Daughter Of The East
“I am the daughter of Indus, I am the daughter of Taxila, I am an heir of this 5,000-year-old civilization”
(Mohtarma Benazir Bhutto)
Only the poetic consciousness of Shah Abdul Lateef Bhitai could have given the words to her audacious struggle. Her audacity stood in the way of bigotry. Shah Sain would have placed her as the torchbearer of his seven queens: Marvi, Momal, Sassi, Noori, Sohni, Sorath and Lila for her fortitude and courage.
Benazir Bhutto was born on June 21, 1953, in Karachi. She became the first female prime minister of Pakistan. She was elected twice as the prime minister of Pakistan from 1988 to 1990 and from 1993 to 1996.
On the 11th of April, 1986, a journalist Steven R. Weismann wrote a special feature in the New York Times, titled “A Daughter Returns to Pakistan for Victory”.

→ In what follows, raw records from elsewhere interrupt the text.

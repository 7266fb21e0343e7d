/*
 * Copyright (c) 2024. Govcraft
 *
 * Licensed under either of
 *   * Apache License, Version 2.0 (the "License");
 *     you may not use this file except in compliance with the License.
 *     You may obtain a copy of the License at http://www.apache.org/licenses/LICENSE-2.0
 *   * MIT license: http://opensource.org/licenses/MIT
 *
 * Unless required by applicable law or agreed to in writing, software
 * distributed under the License is distributed on an "AS IS" BASIS,
 * WITHOUT WARRANTIES OR CONDITIONS OF ANY KIND, either express or implied.
 * See the applicable License for the specific language governing permissions and
 * limitations under that License.
 */
#![allow(dead_code)]

use switchboard::prelude::*;

// Declare the submodules.
pub mod agents;

pub use agents::*;

/// Builds the reference system: `echoer`, `decider`, and a `router` mapping
/// `echo.` to the echoer and `score` to the decider, with every `on_start` run.
pub fn system() -> anyhow::Result<Switchboard> {
    Ok(SwitchboardApp::launch_default()?)
}

/// Messages in `history` on `topic`, in history order.
pub fn on_topic<'a>(history: &'a [Message], topic: &str) -> Vec<&'a Message> {
    history
        .iter()
        .filter(|message| message.topic() == topic)
        .collect()
}

/// Messages in `history` on `topic` addressed to `recipient`, in history order.
pub fn on_topic_to<'a>(history: &'a [Message], topic: &str, recipient: &str) -> Vec<&'a Message> {
    history
        .iter()
        .filter(|message| message.topic() == topic && message.recipient().name() == Some(recipient))
        .collect()
}
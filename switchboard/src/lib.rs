/*
 * Copyright (c) 2024. Govcraft
 *
 * Licensed under either of
 *   * Apache License, Version 2.0 (the "License");
 *     you may not use this file except in compliance with the License.
 *     You may obtain a copy of the License at http://www.apache.org/licenses/LICENSE-2.0
 *   * MIT license: http://opensource.org/licenses/MIT
 *
 * Unless required by applicable law or agreed to in writing, software
 * distributed under the License is distributed on an "AS IS" BASIS,
 * WITHOUT WARRANTIES OR CONDITIONS OF ANY KIND, either express or implied.
 * See the applicable License for the specific language governing permissions and
 * limitations under that License.
 */

#![forbid(unsafe_code)]
#![forbid(missing_docs)]

//! # Switchboard
//!
//! An in-process, synchronous message bus for a small set of cooperating agents.
//! Agents register on a [`MessageBus`](crate::prelude::MessageBus) under a unique
//! name; the bus delivers each message either to one named recipient or to every
//! registered agent, and agents react by sending new messages back onto the bus.
//!
//! ## Key Concepts
//!
//! - **Messages (`Message`)**: immutable values carrying a sender, a
//!   [`Recipient`](crate::prelude::Recipient), a dot-segmented topic, a JSON payload
//!   and JSON metadata.
//! - **Bus (`MessageBus`)**: owns the agent registry and the append-only delivery
//!   history. Delivery is depth-first: a message sent from inside a reaction is fully
//!   delivered before the reacting agent regains control.
//! - **Agents (`Agent`)**: anything exposing an [`AgentCore`](crate::prelude::AgentCore)
//!   and a `handle` reaction. The `#[switchboard_agent]` attribute wires the core in.
//! - **Reference agents**: [`EchoAgent`](crate::prelude::EchoAgent),
//!   [`DecisionAgent`](crate::prelude::DecisionAgent) and
//!   [`RouterAgent`](crate::prelude::RouterAgent).
//!
//! ## Quick Start
//!
//! ```rust
//! use std::sync::Arc;
//!
//! use serde_json::json;
//! use switchboard::prelude::*;
//!
//! # fn main() -> Result<(), BusError> {
//! let bus = MessageBus::new();
//! bus.register(Arc::new(EchoAgent::new("echoer")?))?;
//!
//! bus.send(Message::new("tester", "echoer", "echo", payload(json!({"x": 1}))));
//!
//! let history = bus.history();
//! assert_eq!(history.len(), 2);
//! assert_eq!(history[1].topic(), "echo.reply");
//! # Ok(())
//! # }
//! ```

// Lets `#[switchboard_agent]` expand to `::switchboard::...` paths inside this crate too.
extern crate self as switchboard;

/// Bus, agent core, configuration, logging and launch helpers.
pub(crate) mod common;

/// The message value model: messages, recipients, payloads and topics.
pub(crate) mod message;

/// Core traits every agent implements.
pub(crate) mod traits;

/// Reference agents: echo, threshold decision and topic routing.
pub(crate) mod agents;

/// A prelude module for conveniently importing the most commonly used items.
///
/// # Re-exports
///
/// ## Macros (from `switchboard-macro`)
/// *   [`switchboard_macro::switchboard_agent`]: Attribute macro wiring an `AgentCore` field into an agent.
///
/// ## Core Types
/// *   [`crate::common::MessageBus`]: The central dispatcher owning registry and history.
/// *   [`crate::common::AgentCore`]: Per-agent identity, bus back-reference and inbox.
/// *   [`crate::common::SwitchboardApp`]: Builds the reference system from configuration.
/// *   [`crate::common::config::SwitchboardConfig`]: TOML configuration.
/// *   [`crate::common::BusError`]: Errors raised for caller misuse.
/// *   [`crate::message::Message`]: The message value.
/// *   [`crate::message::Recipient`]: Directed or broadcast addressing.
/// *   [`crate::traits::Agent`]: The handler capability.
/// *   [`crate::traits::AgentIdentity`]: Access to an agent's core.
pub mod prelude {
    pub use switchboard_macro::switchboard_agent;

    pub use crate::agents::{
        DecisionAgent, EchoAgent, Route, RouterAgent, DECISION_TOPIC, ECHO_REPLY_TOPIC,
        ECHO_TOPIC, SCORE_TOPIC,
    };
    pub use crate::common::config::{AgentsConfig, DecisionConfig, SwitchboardConfig, TracingConfig};
    pub use crate::common::logging::init_tracing;
    pub use crate::common::{
        AgentCore, AgentRef, BusError, ConfigError, LoggingError, MessageBus, Switchboard,
        SwitchboardApp,
    };
    pub use crate::message::{
        is_reply_topic, payload, topic_in_namespace, Message, Payload, Recipient, REPLY_SUFFIX,
        TOPIC_SEPARATOR,
    };
    pub use crate::traits::{Agent, AgentIdentity};
}
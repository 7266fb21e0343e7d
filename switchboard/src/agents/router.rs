/*
 * Copyright (c) 2024. Govcraft
 *
 * Licensed under either of
 *   * Apache License, Version 2.0 (the "License");
 *     you may not use this file except in compliance with the License.
 *     You may obtain a copy of the License at http://www.apache.org/licenses/LICENSE-2.0
 *   * MIT license: http://opensource.org/licenses/MIT
 *
 * Unless required by applicable law or agreed to in writing, software
 * distributed under the License is distributed on an "AS IS" BASIS,
 * WITHOUT WARRANTIES OR CONDITIONS OF ANY KIND, either express or implied.
 * See the applicable License for the specific language governing permissions and
 * limitations under that License.
 */

use derive_new::new;
use serde::{Deserialize, Serialize};
use tracing::trace;

use crate::message::TOPIC_SEPARATOR;
use crate::prelude::*;

/// One entry of a router's mapping: topic key to target agent.
///
/// A key ending in the topic separator (`.`) is a prefix: `echo.` matches
/// `echo.hello` and `echo.`, but not `echo`. Any other key matches only the exact topic.
#[derive(Debug, Clone, PartialEq, Eq, Serialize, Deserialize, new)]
pub struct Route {
    #[new(into)]
    key: String,
    #[new(into)]
    target: String,
}

impl Route {
    /// The topic key.
    pub fn key(&self) -> &str {
        &self.key
    }

    /// Name of the agent matching messages are forwarded to.
    pub fn target(&self) -> &str {
        &self.target
    }

    /// Returns `true` if this route applies to `topic`.
    pub fn matches(&self, topic: &str) -> bool {
        if self.key.ends_with(TOPIC_SEPARATOR) {
            topic.starts_with(&self.key)
        } else {
            topic == self.key
        }
    }
}

/// Forwards messages to other agents by topic.
///
/// Routes are checked in order and the first match wins. The forwarded message
/// keeps its topic, payload and metadata; the router becomes the sender. The
/// router ignores messages it sent itself and any `*.reply` topic, so replies
/// never bounce back through it. Unmatched messages are dropped.
#[switchboard_agent]
pub struct RouterAgent {
    core: AgentCore,
    routes: Vec<Route>,
}

impl RouterAgent {
    /// Creates a router with an ordered list of routes.
    ///
    /// # Errors
    ///
    /// [`BusError::InvalidName`] for an empty or blank name.
    pub fn new(
        name: impl Into<String>,
        routes: impl IntoIterator<Item = Route>,
    ) -> Result<Self, BusError> {
        Ok(Self {
            core: AgentCore::new(name)?,
            routes: routes.into_iter().collect(),
        })
    }

    /// The routes, in match order.
    pub fn routes(&self) -> &[Route] {
        &self.routes
    }

    /// Returns the target for `topic`, if any route matches.
    pub fn resolve(&self, topic: &str) -> Option<&str> {
        self.routes
            .iter()
            .find(|route| route.matches(topic))
            .map(Route::target)
    }
}

impl Agent for RouterAgent {
    fn handle(&self, message: &Message) -> Result<(), BusError> {
        if message.sender() == self.name() || is_reply_topic(message.topic()) {
            return Ok(());
        }
        let Some(target) = self.resolve(message.topic()) else {
            trace!(agent = %self.name(), topic = %message.topic(), "no route");
            return Ok(());
        };
        self.core().forward(target, message)
    }
}
/*
 * Copyright (c) 2024. Govcraft
 *
 * Licensed under either of
 *   * Apache License, Version 2.0 (the "License");
 *     you may not use this file except in compliance with the License.
 *     You may obtain a copy of the License at http://www.apache.org/licenses/LICENSE-2.0
 *   * MIT license: http://opensource.org/licenses/MIT
 *
 * Unless required by applicable law or agreed to in writing, software
 * distributed under the License is distributed on an "AS IS" BASIS,
 * WITHOUT WARRANTIES OR CONDITIONS OF ANY KIND, either express or implied.
 * See the applicable License for the specific language governing permissions and
 * limitations under that License.
 */

/// Separator between topic segments, e.g. `echo.request`.
pub const TOPIC_SEPARATOR: char = '.';

/// Suffix that marks a topic as a reply.
pub const REPLY_SUFFIX: &str = ".reply";

/// Returns `true` when `topic` is a reply topic (ends in `.reply`).
#[inline]
#[must_use]
pub fn is_reply_topic(topic: &str) -> bool {
    topic.ends_with(REPLY_SUFFIX)
}

/// Returns `true` when `topic` equals `namespace` or lives underneath it.
///
/// `echo` and `echo.request` are both in the `echo` namespace; `echoes` is not.
#[must_use]
pub fn topic_in_namespace(topic: &str, namespace: &str) -> bool {
    topic
        .strip_prefix(namespace)
        .is_some_and(|rest| rest.is_empty() || rest.starts_with(TOPIC_SEPARATOR))
}

#[cfg(test)]
mod tests {
    use super::*;

    #[test]
    fn namespace_requires_segment_boundary() {
        assert!(topic_in_namespace("echo", "echo"));
        assert!(topic_in_namespace("echo.request", "echo"));
        assert!(topic_in_namespace("echo.", "echo"));
        assert!(!topic_in_namespace("echoes", "echo"));
        assert!(!topic_in_namespace("not-echo", "echo"));
    }

    #[test]
    fn reply_topics() {
        assert!(is_reply_topic("echo.reply"));
        assert!(!is_reply_topic("reply"));
        assert!(!is_reply_topic("echo.replying"));
    }
}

Hundreds of thousands of people thronged the streets of Lahore in 1986 to peacefully declare their loyalty to Benazir Bhutto, who was 33 years old at that time. This was the biggest anti-government rally in Pakistan since General Zia-ul-Haq seized power in a military coup in 1977.
The icon of democracy, Benazir Bhutto wrote quite a few books, her last one was Reconciliation: Islam, Democracy and the West. The value of this book lies not only in its comprehensive explanation of the conflicts, but also in the panacea that she prescribes for all of these conflicts: “accommodation and reconciliation”.